Find Intervals of Increase and Decrease for y = -x² + (3/4)x - 2

To find the intervals of increase and decrease for the function $y = -x^2 + \frac{3}{4}x - 2$, we proceed as follows:

• Step 1: Find the derivative of the function.
  The derivative $\frac{dy}{dx}$ of $y = -x^2 + \frac{3}{4}x - 2$ is calculated as:
$\frac{dy}{dx} = \frac{d}{dx}(-x^2 + \frac{3}{4}x - 2) = -2x + \frac{3}{4}$
• Step 2: Find the critical points by setting the derivative to zero.
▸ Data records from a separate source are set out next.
pub mod auth;
pub mod clock;
pub mod config;
pub(crate) mod connection;
pub mod driver;
pub(crate) mod errors;
pub mod http;
pub mod retry;
pub mod stage;
pub mod warehouse;

#[cfg(test)]
mod testing;

pub(crate) use errors::{error, this_errors};

pub use errors::{CloudError, ErrorKind};

pub use connection::{CloudConnection, CloudConnectionOpts, CloudConnectionOptsBuilder};

pub use auth::{
    SessionContext, Token,
    session::Session,
    store::{CredentialStore, FileCredentialStore, MemoryCredentialStore},
};
pub use driver::{
    protocol::{QueryEvent, QueryExecutor, QuerySummary},
    query::{QueryResponse, QueryStats, ScanProgress, SchemaField},
};
pub use warehouse::{WarehouseController, WarehouseSize, WarehouseState, WarehouseStatus};

pub use http::client::CloudHttpClient;

pub use tokio_util::sync::CancellationToken;
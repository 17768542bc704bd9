use std::{collections::HashMap, time::Duration};

use crate::CloudError;
use core::future::Future;

#[cfg(feature = "reqwest")]
use reqwest;

#[derive(Clone, Copy, Debug, PartialEq, Eq)]
pub enum Method {
    Get,
    Post,
    Put,
    Delete,
}

impl Method {
    pub fn as_str(&self) -> &'static str {
        match self {
            Method::Get => "GET",
            Method::Post => "POST",
            Method::Put => "PUT",
            Method::Delete => "DELETE",
        }
    }
}

/// A fully resolved request, ready to be put on the wire.
#[derive(Clone, Debug)]
pub struct HttpRequest {
    pub method: Method,
    pub url: String,
    pub headers: HashMap<String, String>,
    pub body: Vec<u8>,
    pub timeout: Option<Duration>,
}

#[derive(Clone, Debug)]
pub struct HttpResponse {
    pub status: u16,
    pub body: Vec<u8>,
}

/// A single HTTP exchange. Implementations must not retry and must not
/// interpret the status code; both are handled by the caller.
pub trait CloudHttpClient: Clone + Send + Sync + 'static {
    fn new() -> Self;

    fn exchange(
        &self,
        request: HttpRequest,
    ) -> impl Future<Output = Result<HttpResponse, CloudError>> + Send;
}

#[cfg(feature = "reqwest")]
impl CloudHttpClient for reqwest::Client {
    fn new() -> Self {
        reqwest::Client::builder()
            .gzip(true)
            .referer(false)
            .build()
            .unwrap_or_default()
    }

    fn exchange(
        &self,
        request: HttpRequest,
    ) -> impl Future<Output = Result<HttpResponse, CloudError>> + Send {
        use crate::{error, this_errors};

        async move {
            use reqwest::header::HeaderMap;

            let url = this_errors!("failed to parse url", reqwest::Url::parse(&request.url));

            let headers = this_errors!(
                "failed to convert headers",
                request
                    .headers
                    .iter()
                    .map(|(k, v)| {
                        Ok((
                            reqwest::header::HeaderName::from_bytes(k.as_bytes())
                                .map_err(|e| error!(e))?,
                            reqwest::header::HeaderValue::from_str(v.as_str())
                                .map_err(|e| error!(e))?,
                        ))
                    })
                    .collect::<Result<
                        Vec<(reqwest::header::HeaderName, reqwest::header::HeaderValue)>,
                        CloudError,
                    >>()
            );

            let method = match request.method {
                Method::Get => reqwest::Method::GET,
                Method::Post => reqwest::Method::POST,
                Method::Put => reqwest::Method::PUT,
                Method::Delete => reqwest::Method::DELETE,
            };

            let mut builder = self
                .request(method, url)
                .headers(HeaderMap::from_iter(headers))
                .body(request.body);

            if let Some(timeout) = request.timeout {
                builder = builder.timeout(timeout);
            }

            let resp = this_errors!("failed to send request", builder.send().await);
            let status = resp.status().as_u16();

            let bytes = this_errors!("failed to get response bytes", resp.bytes().await);

            Ok(HttpResponse {
                status,
                body: bytes.to_vec(),
            })
        }
    }
}
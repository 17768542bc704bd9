/// Builds a header map, skipping entries whose value is `None`.
macro_rules! headers {
    ( $( ($key:expr, $val:expr) ),* $(,)? ) => {{
        let mut h = std::collections::HashMap::<String, String>::new();
        trait AsHeader {
            fn as_header(&self) -> Option<String>;
        }
        impl AsHeader for &str {
            fn as_header(&self) -> Option<String> { Some(self.to_string()) }
        }

        impl AsHeader for Option<String> {
            fn as_header(&self) -> Option<String> { self.clone() }
        }

        impl AsHeader for Option<&str> {
            fn as_header(&self) -> Option<String> { self.map(|x| x.to_string()) }
        }

        impl AsHeader for String {
            fn as_header(&self) -> Option<String> { Some(self.clone()) }
        }

        impl AsHeader for &String {
            fn as_header(&self) -> Option<String> { Some(self.to_string()) }
        }
        $(
            if let Some(s) = AsHeader::as_header(&$val) {
                h.insert($key.to_string(), s);
            }
        )*
        h
    }};
}

pub(crate) use headers;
  Setting the derivative equal to zero gives us:
$-2x + \frac{3}{4} = 0$
• Solve for $x$:
$-2x = -\frac{3}{4} \quad \Rightarrow \quad x = \frac{3}{8}$
• Step 3: Test intervals around the critical point $x = \frac{3}{8}$.
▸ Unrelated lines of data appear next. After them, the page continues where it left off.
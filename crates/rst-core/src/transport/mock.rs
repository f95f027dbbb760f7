//! Mock IOCTL transport for testing.

use std::collections::VecDeque;
use std::sync::{Arc, Mutex};

use super::traits::{IoStatus, IoctlTransport, TransportError};
use crate::protocol::header::SrbIoControl;

/// How the mock answers the initial device control call.
#[derive(Debug, Clone, PartialEq, Eq)]
pub enum MockIssue {
    Complete,
    /// Report pending; the later wait succeeds when `completes` is set.
    Pending { completes: bool },
    Fail(u32),
}

/// A scripted driver response.
#[derive(Debug, Clone)]
pub struct MockReply {
    issue: MockIssue,
    return_code: u32,
    writes: Vec<(usize, Vec<u8>)>,
}

impl MockReply {
    pub fn success() -> Self {
        Self {
            issue: MockIssue::Complete,
            return_code: 0,
            writes: Vec::new(),
        }
    }

    pub fn pending(completes: bool) -> Self {
        Self {
            issue: MockIssue::Pending { completes },
            ..Self::success()
        }
    }

    pub fn failed(os_error: u32) -> Self {
        Self {
            issue: MockIssue::Fail(os_error),
            ..Self::success()
        }
    }

    /// Vendor return code written into the SRB header.
    pub fn with_return_code(mut self, return_code: u32) -> Self {
        self.return_code = return_code;
        self
    }

    /// Bytes the "driver" writes back at `offset` in the request buffer.
    pub fn with_bytes(mut self, offset: usize, bytes: impl Into<Vec<u8>>) -> Self {
        self.writes.push((offset, bytes.into()));
        self
    }

    fn apply(&self, buffer: &mut [u8]) {
        let rc = SrbIoControl::RETURN_CODE_OFFSET;
        if buffer.len() >= rc + 4 {
            buffer[rc..rc + 4].copy_from_slice(&self.return_code.to_le_bytes());
        }
        for (offset, bytes) in &self.writes {
            if *offset >= buffer.len() {
                continue;
            }
            let end = (*offset + bytes.len()).min(buffer.len());
            buffer[*offset..end].copy_from_slice(&bytes[..end - offset]);
        }
    }
}

/// A captured device control call.
#[derive(Debug, Clone)]
pub struct Submission {
    pub control_code: u32,
    /// Request bytes as they were before the mock wrote its reply.
    pub request: Vec<u8>,
}

/// Completion handle handed out by the mock; counts its own release.
pub struct MockCompletion {
    pending_result: Option<bool>,
    released: Arc<Mutex<usize>>,
}

impl Drop for MockCompletion {
    fn drop(&mut self) {
        *self.released.lock().unwrap() += 1;
    }
}

/// Mock transport for unit testing request building and adapters.
///
/// Clones share state, so a test can keep a handle after moving one into a device.
#[derive(Clone)]
pub struct MockTransport {
    /// Queued replies; an empty queue answers with plain success.
    replies: Arc<Mutex<VecDeque<MockReply>>>,
    /// Captured calls.
    submissions: Arc<Mutex<Vec<Submission>>>,
    fail_completion: Arc<Mutex<bool>>,
    created: Arc<Mutex<usize>>,
    released: Arc<Mutex<usize>>,
    waits: Arc<Mutex<usize>>,
}

impl MockTransport {
    pub fn new() -> Self {
        Self {
            replies: Arc::new(Mutex::new(VecDeque::new())),
            submissions: Arc::new(Mutex::new(Vec::new())),
            fail_completion: Arc::new(Mutex::new(false)),
            created: Arc::new(Mutex::new(0)),
            released: Arc::new(Mutex::new(0)),
            waits: Arc::new(Mutex::new(0)),
        }
    }

    pub fn queue_reply(&self, reply: MockReply) {
        self.replies.lock().unwrap().push_back(reply);
    }

    pub fn submissions(&self) -> Vec<Submission> {
        self.submissions.lock().unwrap().clone()
    }

    pub fn clear_submissions(&self) {
        self.submissions.lock().unwrap().clear();
    }

    /// Simulate `CreateEvent` failing.
    pub fn fail_completion_creation(&self, fail: bool) {
        *self.fail_completion.lock().unwrap() = fail;
    }

    pub fn completions_created(&self) -> usize {
        *self.created.lock().unwrap()
    }

    pub fn completions_released(&self) -> usize {
        *self.released.lock().unwrap()
    }

    pub fn waits(&self) -> usize {
        *self.waits.lock().unwrap()
    }
}

impl Default for MockTransport {
    fn default() -> Self {
        Self::new()
    }
}

impl IoctlTransport for MockTransport {
    type Completion = MockCompletion;

    fn create_completion(&self) -> Result<MockCompletion, TransportError> {
        if *self.fail_completion.lock().unwrap() {
            return Err(TransportError::SyncResource("mock event failure".into()));
        }
        *self.created.lock().unwrap() += 1;
        Ok(MockCompletion {
            pending_result: None,
            released: Arc::clone(&self.released),
        })
    }

    fn device_io_control(
        &self,
        control_code: u32,
        buffer: &mut [u8],
        completion: &mut MockCompletion,
    ) -> IoStatus {
        self.submissions.lock().unwrap().push(Submission {
            control_code,
            request: buffer.to_vec(),
        });

        let reply = self
            .replies
            .lock()
            .unwrap()
            .pop_front()
            .unwrap_or_else(MockReply::success);

        match reply.issue {
            MockIssue::Complete => {
                reply.apply(buffer);
                IoStatus::Complete {
                    bytes_returned: buffer.len() as u32,
                }
            }
            MockIssue::Pending { completes } => {
                reply.apply(buffer);
                completion.pending_result = Some(completes);
                IoStatus::Pending
            }
            MockIssue::Fail(os_error) => IoStatus::Failed { os_error },
        }
    }

    fn wait_for_completion(&self, completion: &mut MockCompletion) -> IoStatus {
        *self.waits.lock().unwrap() += 1;
        match completion.pending_result.take() {
            Some(true) => IoStatus::Complete { bytes_returned: 0 },
            // ERROR_GEN_FAILURE
            _ => IoStatus::Failed { os_error: 31 },
        }
    }
}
  Choosing a test point from each interval:
• For $x < \frac{3}{8}$, choose $x = 0$:
$\frac{dy}{dx} = -2(0) + \frac{3}{4} = \frac{3}{4} > 0$ The function is increasing in this interval.
• For $x > \frac{3}{8}$, choose $x = 1$:
$\frac{dy}{dx} = -2(1) + \frac{3}{4} = -2 + \frac{3}{4} = -\frac{5}{4} < 0$ The function is decreasing in this interval.
• Step 4: Summarize the intervals.
  The function $y = -x^2 + \frac{3}{4}x - 2$ is increasing on the interval $x < \frac{3}{8}$ and decreasing on the interval $x > \frac{3}{8}$.

Thus, the intervals of increase and decrease for the function are $\searrow:x > \frac{3}{8}~~|~\nearrow:x < \frac{3}{8}$.